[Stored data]
****************************************

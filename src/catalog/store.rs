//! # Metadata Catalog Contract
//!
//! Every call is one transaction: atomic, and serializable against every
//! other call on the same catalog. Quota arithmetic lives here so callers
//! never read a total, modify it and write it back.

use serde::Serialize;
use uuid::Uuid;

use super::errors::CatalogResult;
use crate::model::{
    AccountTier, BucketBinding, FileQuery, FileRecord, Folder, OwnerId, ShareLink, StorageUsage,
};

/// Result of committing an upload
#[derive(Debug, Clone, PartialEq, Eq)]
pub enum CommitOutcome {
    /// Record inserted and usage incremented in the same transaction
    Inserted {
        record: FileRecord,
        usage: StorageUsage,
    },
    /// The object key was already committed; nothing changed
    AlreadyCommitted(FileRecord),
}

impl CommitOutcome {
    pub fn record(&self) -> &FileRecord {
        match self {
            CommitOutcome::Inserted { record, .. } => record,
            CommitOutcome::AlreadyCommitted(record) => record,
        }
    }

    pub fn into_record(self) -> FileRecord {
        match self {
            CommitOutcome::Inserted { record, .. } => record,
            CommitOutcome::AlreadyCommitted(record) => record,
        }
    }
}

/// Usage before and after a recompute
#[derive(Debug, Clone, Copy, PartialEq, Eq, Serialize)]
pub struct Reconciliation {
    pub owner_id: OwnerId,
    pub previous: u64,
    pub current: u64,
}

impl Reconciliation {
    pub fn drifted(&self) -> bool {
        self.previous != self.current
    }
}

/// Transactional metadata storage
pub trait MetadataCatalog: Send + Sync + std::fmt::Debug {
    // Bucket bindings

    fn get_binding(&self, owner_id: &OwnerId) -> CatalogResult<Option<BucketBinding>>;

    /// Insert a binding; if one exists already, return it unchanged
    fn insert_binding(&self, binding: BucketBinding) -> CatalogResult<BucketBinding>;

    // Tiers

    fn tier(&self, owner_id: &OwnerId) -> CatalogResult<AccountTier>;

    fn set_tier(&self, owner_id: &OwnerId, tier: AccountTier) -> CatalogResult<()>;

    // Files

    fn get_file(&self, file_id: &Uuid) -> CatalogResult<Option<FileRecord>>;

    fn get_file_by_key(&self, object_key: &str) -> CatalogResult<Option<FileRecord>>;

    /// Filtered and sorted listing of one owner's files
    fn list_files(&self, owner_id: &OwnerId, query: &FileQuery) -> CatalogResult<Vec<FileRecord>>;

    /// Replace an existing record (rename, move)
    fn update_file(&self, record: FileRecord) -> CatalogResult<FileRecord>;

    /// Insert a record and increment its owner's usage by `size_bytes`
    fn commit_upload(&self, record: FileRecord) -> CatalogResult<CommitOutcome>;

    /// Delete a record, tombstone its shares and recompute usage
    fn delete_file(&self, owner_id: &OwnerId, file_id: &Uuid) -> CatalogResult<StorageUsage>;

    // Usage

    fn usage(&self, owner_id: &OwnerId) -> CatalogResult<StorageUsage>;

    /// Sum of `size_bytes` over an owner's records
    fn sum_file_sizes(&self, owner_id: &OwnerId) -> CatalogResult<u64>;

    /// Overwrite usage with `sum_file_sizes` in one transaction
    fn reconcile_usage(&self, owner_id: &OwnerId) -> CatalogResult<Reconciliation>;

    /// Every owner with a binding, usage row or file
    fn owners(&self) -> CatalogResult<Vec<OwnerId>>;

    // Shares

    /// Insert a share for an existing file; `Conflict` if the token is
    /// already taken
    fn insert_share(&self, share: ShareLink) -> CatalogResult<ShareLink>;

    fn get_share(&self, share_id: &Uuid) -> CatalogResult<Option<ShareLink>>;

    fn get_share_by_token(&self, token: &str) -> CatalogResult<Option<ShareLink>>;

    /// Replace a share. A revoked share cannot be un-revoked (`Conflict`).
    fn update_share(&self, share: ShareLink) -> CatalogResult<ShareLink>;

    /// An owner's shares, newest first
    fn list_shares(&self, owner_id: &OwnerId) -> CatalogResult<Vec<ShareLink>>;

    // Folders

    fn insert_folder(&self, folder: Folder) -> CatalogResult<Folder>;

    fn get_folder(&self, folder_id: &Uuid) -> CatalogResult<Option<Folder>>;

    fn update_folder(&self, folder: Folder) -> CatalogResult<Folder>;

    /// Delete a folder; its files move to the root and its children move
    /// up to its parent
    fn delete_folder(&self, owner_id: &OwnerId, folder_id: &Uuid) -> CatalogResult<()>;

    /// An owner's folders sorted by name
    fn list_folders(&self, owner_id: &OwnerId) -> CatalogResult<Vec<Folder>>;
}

****************************************

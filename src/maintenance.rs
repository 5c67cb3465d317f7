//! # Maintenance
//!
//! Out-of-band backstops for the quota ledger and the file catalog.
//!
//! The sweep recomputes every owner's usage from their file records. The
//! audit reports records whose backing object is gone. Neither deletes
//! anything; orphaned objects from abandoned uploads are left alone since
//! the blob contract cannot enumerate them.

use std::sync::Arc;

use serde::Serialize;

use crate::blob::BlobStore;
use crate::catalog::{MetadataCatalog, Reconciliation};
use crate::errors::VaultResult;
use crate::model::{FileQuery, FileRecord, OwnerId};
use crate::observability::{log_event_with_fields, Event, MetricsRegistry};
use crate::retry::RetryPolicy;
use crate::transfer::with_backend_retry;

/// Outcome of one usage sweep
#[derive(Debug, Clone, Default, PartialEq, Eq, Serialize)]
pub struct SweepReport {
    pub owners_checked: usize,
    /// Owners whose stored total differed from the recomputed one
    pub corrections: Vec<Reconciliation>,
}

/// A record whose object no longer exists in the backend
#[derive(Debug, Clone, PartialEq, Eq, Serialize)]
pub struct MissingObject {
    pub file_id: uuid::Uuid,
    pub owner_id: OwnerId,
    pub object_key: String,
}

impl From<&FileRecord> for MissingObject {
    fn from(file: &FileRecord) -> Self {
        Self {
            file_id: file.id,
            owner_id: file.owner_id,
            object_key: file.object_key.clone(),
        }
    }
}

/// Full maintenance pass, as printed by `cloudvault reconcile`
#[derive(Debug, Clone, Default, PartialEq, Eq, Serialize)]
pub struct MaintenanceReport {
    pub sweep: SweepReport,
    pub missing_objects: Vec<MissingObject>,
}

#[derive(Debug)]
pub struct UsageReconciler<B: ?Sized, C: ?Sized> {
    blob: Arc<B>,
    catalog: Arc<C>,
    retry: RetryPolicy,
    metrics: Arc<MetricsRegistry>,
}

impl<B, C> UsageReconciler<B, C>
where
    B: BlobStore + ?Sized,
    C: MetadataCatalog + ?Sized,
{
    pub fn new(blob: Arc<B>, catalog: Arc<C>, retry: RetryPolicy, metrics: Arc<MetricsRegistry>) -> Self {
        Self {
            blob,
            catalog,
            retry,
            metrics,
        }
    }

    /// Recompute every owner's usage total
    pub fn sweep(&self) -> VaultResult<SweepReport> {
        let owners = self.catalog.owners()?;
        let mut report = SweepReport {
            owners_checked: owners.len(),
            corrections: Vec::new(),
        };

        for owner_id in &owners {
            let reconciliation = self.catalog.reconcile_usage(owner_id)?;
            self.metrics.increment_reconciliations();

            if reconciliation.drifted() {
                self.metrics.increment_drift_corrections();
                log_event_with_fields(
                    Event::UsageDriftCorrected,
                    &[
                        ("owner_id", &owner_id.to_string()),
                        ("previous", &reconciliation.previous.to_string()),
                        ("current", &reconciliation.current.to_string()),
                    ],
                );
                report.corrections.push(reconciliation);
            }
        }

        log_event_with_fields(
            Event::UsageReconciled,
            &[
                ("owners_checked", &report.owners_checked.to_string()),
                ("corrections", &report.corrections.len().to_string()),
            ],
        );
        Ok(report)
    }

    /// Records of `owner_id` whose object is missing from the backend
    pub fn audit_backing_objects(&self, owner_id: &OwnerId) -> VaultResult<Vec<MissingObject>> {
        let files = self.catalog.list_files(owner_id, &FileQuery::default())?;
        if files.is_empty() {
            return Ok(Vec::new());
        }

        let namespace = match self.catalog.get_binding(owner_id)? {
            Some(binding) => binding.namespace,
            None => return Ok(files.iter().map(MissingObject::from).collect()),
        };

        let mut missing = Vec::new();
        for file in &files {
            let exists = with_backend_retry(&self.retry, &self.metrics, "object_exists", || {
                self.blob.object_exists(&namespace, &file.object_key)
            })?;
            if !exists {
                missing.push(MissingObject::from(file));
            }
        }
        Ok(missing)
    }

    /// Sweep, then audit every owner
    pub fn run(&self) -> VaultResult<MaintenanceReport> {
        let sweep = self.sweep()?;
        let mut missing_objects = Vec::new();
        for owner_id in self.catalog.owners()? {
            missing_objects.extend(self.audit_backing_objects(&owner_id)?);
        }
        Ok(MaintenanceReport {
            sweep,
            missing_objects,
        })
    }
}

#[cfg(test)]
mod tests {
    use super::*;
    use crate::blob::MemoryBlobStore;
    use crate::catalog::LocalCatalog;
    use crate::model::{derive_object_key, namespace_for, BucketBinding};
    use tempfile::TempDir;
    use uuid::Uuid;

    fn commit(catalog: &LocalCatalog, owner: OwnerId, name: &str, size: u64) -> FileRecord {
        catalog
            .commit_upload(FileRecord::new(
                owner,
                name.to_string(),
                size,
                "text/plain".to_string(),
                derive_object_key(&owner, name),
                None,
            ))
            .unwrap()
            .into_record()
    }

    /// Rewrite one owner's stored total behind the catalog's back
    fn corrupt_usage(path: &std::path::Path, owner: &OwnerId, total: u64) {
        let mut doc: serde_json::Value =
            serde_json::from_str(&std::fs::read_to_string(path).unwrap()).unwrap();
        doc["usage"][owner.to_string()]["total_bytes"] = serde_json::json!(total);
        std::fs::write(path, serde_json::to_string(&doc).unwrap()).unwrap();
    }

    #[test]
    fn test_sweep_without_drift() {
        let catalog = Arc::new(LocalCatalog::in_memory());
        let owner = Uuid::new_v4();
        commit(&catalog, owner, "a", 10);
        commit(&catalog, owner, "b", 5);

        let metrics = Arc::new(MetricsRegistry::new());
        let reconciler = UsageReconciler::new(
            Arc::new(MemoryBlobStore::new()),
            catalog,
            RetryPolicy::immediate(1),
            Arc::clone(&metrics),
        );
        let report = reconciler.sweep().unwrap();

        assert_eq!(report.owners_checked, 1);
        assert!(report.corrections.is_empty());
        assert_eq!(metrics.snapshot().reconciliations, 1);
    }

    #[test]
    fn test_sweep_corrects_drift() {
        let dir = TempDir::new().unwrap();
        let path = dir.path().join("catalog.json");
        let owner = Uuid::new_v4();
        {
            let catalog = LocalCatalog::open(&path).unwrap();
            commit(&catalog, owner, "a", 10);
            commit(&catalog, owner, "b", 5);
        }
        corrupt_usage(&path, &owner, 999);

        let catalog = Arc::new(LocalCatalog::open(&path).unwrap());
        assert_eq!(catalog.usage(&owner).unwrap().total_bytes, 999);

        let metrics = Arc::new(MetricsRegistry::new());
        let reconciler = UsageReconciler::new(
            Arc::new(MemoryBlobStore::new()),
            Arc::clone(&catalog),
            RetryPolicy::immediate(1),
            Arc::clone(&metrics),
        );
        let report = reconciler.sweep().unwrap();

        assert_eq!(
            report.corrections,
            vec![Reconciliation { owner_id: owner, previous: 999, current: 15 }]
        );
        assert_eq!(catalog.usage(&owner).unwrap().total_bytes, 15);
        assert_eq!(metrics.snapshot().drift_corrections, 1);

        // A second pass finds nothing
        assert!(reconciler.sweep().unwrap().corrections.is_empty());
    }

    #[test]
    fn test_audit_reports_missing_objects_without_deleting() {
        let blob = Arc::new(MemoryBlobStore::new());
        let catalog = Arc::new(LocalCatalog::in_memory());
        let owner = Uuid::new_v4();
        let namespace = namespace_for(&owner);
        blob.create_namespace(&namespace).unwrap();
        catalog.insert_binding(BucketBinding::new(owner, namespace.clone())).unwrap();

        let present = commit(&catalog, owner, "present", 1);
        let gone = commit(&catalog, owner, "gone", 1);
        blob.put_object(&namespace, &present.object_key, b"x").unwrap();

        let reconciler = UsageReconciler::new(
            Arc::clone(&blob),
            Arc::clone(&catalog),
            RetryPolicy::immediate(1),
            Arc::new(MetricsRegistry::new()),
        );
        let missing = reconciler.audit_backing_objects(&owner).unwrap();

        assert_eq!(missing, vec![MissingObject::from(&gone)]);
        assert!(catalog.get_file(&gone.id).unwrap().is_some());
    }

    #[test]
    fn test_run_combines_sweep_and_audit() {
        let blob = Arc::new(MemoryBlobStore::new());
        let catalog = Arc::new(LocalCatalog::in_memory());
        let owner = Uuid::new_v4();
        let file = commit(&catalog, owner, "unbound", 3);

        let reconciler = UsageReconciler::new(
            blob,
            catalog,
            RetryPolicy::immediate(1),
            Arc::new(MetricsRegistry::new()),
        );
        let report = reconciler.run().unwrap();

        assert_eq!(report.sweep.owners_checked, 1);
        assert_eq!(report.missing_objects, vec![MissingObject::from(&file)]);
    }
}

****************************************

AIM OF THE TASK: Where a line of the data above includes "existing", copy that line.

YOUR SOLUTION:
    /// Replace an existing record (rename, move)
    /// Insert a share for an existing file; `Conflict` if the token is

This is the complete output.